Among the entries below, one line contains "are blacklisted from" and another contains "let place = match". Transcribe those two lines and every line between them, exactly.
[DATA FOR PROCESSING Boundary: Start]
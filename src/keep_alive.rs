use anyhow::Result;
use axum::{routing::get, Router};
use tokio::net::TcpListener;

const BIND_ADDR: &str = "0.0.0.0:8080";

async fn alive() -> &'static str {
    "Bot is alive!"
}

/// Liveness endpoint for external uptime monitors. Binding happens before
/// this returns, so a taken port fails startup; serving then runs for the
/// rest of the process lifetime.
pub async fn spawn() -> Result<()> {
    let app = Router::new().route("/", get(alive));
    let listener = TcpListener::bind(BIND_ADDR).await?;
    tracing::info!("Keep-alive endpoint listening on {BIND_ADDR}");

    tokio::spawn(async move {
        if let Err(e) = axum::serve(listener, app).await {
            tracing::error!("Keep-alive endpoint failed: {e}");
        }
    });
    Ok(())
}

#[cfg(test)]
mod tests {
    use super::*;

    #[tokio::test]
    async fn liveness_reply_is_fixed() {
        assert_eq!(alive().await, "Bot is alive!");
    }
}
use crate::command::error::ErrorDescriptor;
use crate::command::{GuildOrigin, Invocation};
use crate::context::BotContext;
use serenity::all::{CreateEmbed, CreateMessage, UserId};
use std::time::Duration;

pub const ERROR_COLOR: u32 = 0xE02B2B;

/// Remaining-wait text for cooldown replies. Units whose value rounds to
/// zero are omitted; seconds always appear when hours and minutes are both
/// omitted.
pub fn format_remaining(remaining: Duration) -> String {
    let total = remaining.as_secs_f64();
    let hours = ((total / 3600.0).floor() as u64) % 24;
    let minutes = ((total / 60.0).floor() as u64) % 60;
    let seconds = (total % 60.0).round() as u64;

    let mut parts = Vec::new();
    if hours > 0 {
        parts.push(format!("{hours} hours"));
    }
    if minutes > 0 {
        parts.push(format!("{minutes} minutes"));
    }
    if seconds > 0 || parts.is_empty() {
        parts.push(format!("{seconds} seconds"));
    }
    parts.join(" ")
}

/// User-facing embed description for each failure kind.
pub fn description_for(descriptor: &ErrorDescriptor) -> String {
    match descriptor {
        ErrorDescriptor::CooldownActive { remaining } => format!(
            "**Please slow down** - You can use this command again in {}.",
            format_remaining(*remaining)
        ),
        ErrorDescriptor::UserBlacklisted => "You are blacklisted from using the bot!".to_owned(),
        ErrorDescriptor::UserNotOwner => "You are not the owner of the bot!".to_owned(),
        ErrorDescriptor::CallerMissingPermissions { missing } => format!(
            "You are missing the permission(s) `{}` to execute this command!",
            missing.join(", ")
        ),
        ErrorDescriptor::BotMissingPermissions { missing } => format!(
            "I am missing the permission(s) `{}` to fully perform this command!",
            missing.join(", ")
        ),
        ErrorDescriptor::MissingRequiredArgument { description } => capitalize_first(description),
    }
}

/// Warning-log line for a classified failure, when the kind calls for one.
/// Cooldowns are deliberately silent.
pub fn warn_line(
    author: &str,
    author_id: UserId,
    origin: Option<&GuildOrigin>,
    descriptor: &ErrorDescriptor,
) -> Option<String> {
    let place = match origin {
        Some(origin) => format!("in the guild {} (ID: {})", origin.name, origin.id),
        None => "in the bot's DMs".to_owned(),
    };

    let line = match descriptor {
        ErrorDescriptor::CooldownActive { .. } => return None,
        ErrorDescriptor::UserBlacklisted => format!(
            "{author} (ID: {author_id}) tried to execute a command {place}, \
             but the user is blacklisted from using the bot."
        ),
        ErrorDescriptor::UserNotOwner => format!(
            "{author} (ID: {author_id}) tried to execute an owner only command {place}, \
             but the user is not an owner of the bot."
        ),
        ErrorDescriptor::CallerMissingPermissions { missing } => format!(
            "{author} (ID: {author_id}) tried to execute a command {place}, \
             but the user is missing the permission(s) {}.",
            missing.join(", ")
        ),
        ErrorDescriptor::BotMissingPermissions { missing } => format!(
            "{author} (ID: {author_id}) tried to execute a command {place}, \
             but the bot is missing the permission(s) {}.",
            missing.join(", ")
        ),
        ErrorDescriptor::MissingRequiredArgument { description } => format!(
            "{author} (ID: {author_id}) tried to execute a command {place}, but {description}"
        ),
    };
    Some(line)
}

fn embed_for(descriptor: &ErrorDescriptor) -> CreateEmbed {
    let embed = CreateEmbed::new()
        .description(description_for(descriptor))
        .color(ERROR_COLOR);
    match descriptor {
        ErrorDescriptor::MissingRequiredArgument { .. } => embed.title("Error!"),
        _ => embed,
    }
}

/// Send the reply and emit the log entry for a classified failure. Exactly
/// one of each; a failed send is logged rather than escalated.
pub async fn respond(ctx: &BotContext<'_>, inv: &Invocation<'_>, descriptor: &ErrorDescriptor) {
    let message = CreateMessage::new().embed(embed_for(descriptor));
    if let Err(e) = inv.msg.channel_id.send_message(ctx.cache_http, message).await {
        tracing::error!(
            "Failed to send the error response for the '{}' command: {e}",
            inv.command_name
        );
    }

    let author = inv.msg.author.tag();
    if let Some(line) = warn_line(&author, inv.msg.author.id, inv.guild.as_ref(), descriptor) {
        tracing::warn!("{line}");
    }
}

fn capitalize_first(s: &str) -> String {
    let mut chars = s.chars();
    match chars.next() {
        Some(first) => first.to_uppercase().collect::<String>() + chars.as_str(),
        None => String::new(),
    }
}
[DATA FOR PROCESSING Boundary: End]
◆ **EXPECTED OUTPUT**
        ErrorDescriptor::UserBlacklisted => "You are blacklisted from using the bot!".to_owned(),
        ErrorDescriptor::UserNotOwner => "You are not the owner of the bot!".to_owned(),
        ErrorDescriptor::CallerMissingPermissions { missing } => format!(
            "You are missing the permission(s) `{}` to execute this command!",
            missing.join(", ")
        ),
        ErrorDescriptor::BotMissingPermissions { missing } => format!(
            "I am missing the permission(s) `{}` to fully perform this command!",
            missing.join(", ")
        ),
        ErrorDescriptor::MissingRequiredArgument { description } => capitalize_first(description),
    }
}

/// Warning-log line for a classified failure, when the kind calls for one.
/// Cooldowns are deliberately silent.
pub fn warn_line(
    author: &str,
    author_id: UserId,
    origin: Option<&GuildOrigin>,
    descriptor: &ErrorDescriptor,
) -> Option<String> {
    let place = match origin {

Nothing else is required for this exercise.